BEGIN RAW DATA

//! Closed error taxonomy for the API client.
//!
//! Every failure mode is a tagged variant; callers branch on variants and
//! fields, never on message text. The taxonomy is `Clone` so that
//! deduplicated callers can each receive the settled error.

use std::time::Duration;

use thiserror::Error;

use breakwater_resilience::retry::RetryPolicy;

/// Errors surfaced by [`ApiClient`](crate::client::ApiClient) operations
#[derive(Debug, Clone, Error, PartialEq, Eq)]
pub enum ApiError {
    /// The attempt did not complete within its time budget
    #[error("request timed out after {timeout:?}")]
    Timeout { timeout: Duration },

    /// The transport failed before an HTTP status was received
    #[error("network error: {message}")]
    Network { message: String },

    /// The server answered with a non-success status
    #[error("HTTP {status}: {message}")]
    Status {
        status: u16,
        /// Human-readable, locale-resolved description
        message: String,
        /// Raw response body, for callers that parse error payloads
        body: String,
    },

    /// The response parsed but failed the caller's validation
    #[error("response validation failed: {}", errors.join("; "))]
    Validation { errors: Vec<String> },

    /// The circuit breaker rejected the call without sending it
    #[error("circuit open, retry after {retry_after:?}")]
    CircuitOpen { retry_after: Duration },

    /// The response body could not be decoded into the requested type
    #[error("failed to decode response body: {message}")]
    Decode { message: String },

    /// The request could not be constructed
    #[error("invalid request: {message}")]
    InvalidRequest { message: String },
}

impl ApiError {
    /// Whether retrying this error could plausibly succeed
    ///
    /// Transient: timeouts, transport failures, and HTTP 408/429/5xx.
    /// Everything else, including an open circuit, is terminal for the
    /// current call.
    pub fn is_transient(&self) -> bool {
        match self {
            ApiError::Timeout { .. } | ApiError::Network { .. } => true,
            ApiError::Status { status, .. } => {
                matches!(status, 408 | 429) || (500..=599).contains(status)
            }
            _ => false,
        }
    }

    /// The HTTP status, when the server produced one
    pub fn status(&self) -> Option<u16> {
        match self {
            ApiError::Status { status, .. } => Some(*status),
            _ => None,
        }
    }

    /// How long to wait before the circuit admits calls again
    pub fn retry_after(&self) -> Option<Duration> {
        match self {
            ApiError::CircuitOpen { retry_after } => Some(*retry_after),
            _ => None,
        }
    }
}

/// Default retry classification: retry exactly the transient errors
#[derive(Debug, Clone, Copy, Default)]
pub struct TransientRetry;

impl RetryPolicy<ApiError> for TransientRetry {
    fn should_retry(&self, error: &ApiError, _attempt: u32) -> bool {
        error.is_transient()
    }
}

END RAW DATA

INSTRUCTIONS TO FOLLOW:
Would you output every record above exactly as it stands?

TASK SOLUTION:
//! Closed error taxonomy for the API client.
//!
//! Every failure mode is a tagged variant; callers branch on variants and
//! fields, never on message text. The taxonomy is `Clone` so that
//! deduplicated callers can each receive the settled error.

use std::time::Duration;

use thiserror::Error;

use breakwater_resilience::retry::RetryPolicy;

/// Errors surfaced by [`ApiClient`](crate::client::ApiClient) operations
#[derive(Debug, Clone, Error, PartialEq, Eq)]
pub enum ApiError {
    /// The attempt did not complete within its time budget
    #[error("request timed out after {timeout:?}")]
    Timeout { timeout: Duration },

    /// The transport failed before an HTTP status was received
    #[error("network error: {message}")]
    Network { message: String },

    /// The server answered with a non-success status
    #[error("HTTP {status}: {message}")]
    Status {
        status: u16,
        /// Human-readable, locale-resolved description
        message: String,
        /// Raw response body, for callers that parse error payloads
        body: String,
    },

    /// The response parsed but failed the caller's validation
    #[error("response validation failed: {}", errors.join("; "))]
    Validation { errors: Vec<String> },

    /// The circuit breaker rejected the call without sending it
    #[error("circuit open, retry after {retry_after:?}")]
    CircuitOpen { retry_after: Duration },

    /// The response body could not be decoded into the requested type
    #[error("failed to decode response body: {message}")]
    Decode { message: String },

    /// The request could not be constructed
    #[error("invalid request: {message}")]
    InvalidRequest { message: String },
}

impl ApiError {
    /// Whether retrying this error could plausibly succeed
    ///
    /// Transient: timeouts, transport failures, and HTTP 408/429/5xx.
    /// Everything else, including an open circuit, is terminal for the
    /// current call.
    pub fn is_transient(&self) -> bool {
        match self {
            ApiError::Timeout { .. } | ApiError::Network { .. } => true,
            ApiError::Status { status, .. } => {
                matches!(status, 408 | 429) || (500..=599).contains(status)
            }
            _ => false,
        }
    }

    /// The HTTP status, when the server produced one
    pub fn status(&self) -> Option<u16> {
        match self {
            ApiError::Status { status, .. } => Some(*status),
            _ => None,
        }
    }

    /// How long to wait before the circuit admits calls again
    pub fn retry_after(&self) -> Option<Duration> {
        match self {
            ApiError::CircuitOpen { retry_after } => Some(*retry_after),
            _ => None,
        }
    }
}

/// Default retry classification: retry exactly the transient errors
#[derive(Debug, Clone, Copy, Default)]
pub struct TransientRetry;

impl RetryPolicy<ApiError> for TransientRetry {
    fn should_retry(&self, error: &ApiError, _attempt: u32) -> bool {
        error.is_transient()
    }
}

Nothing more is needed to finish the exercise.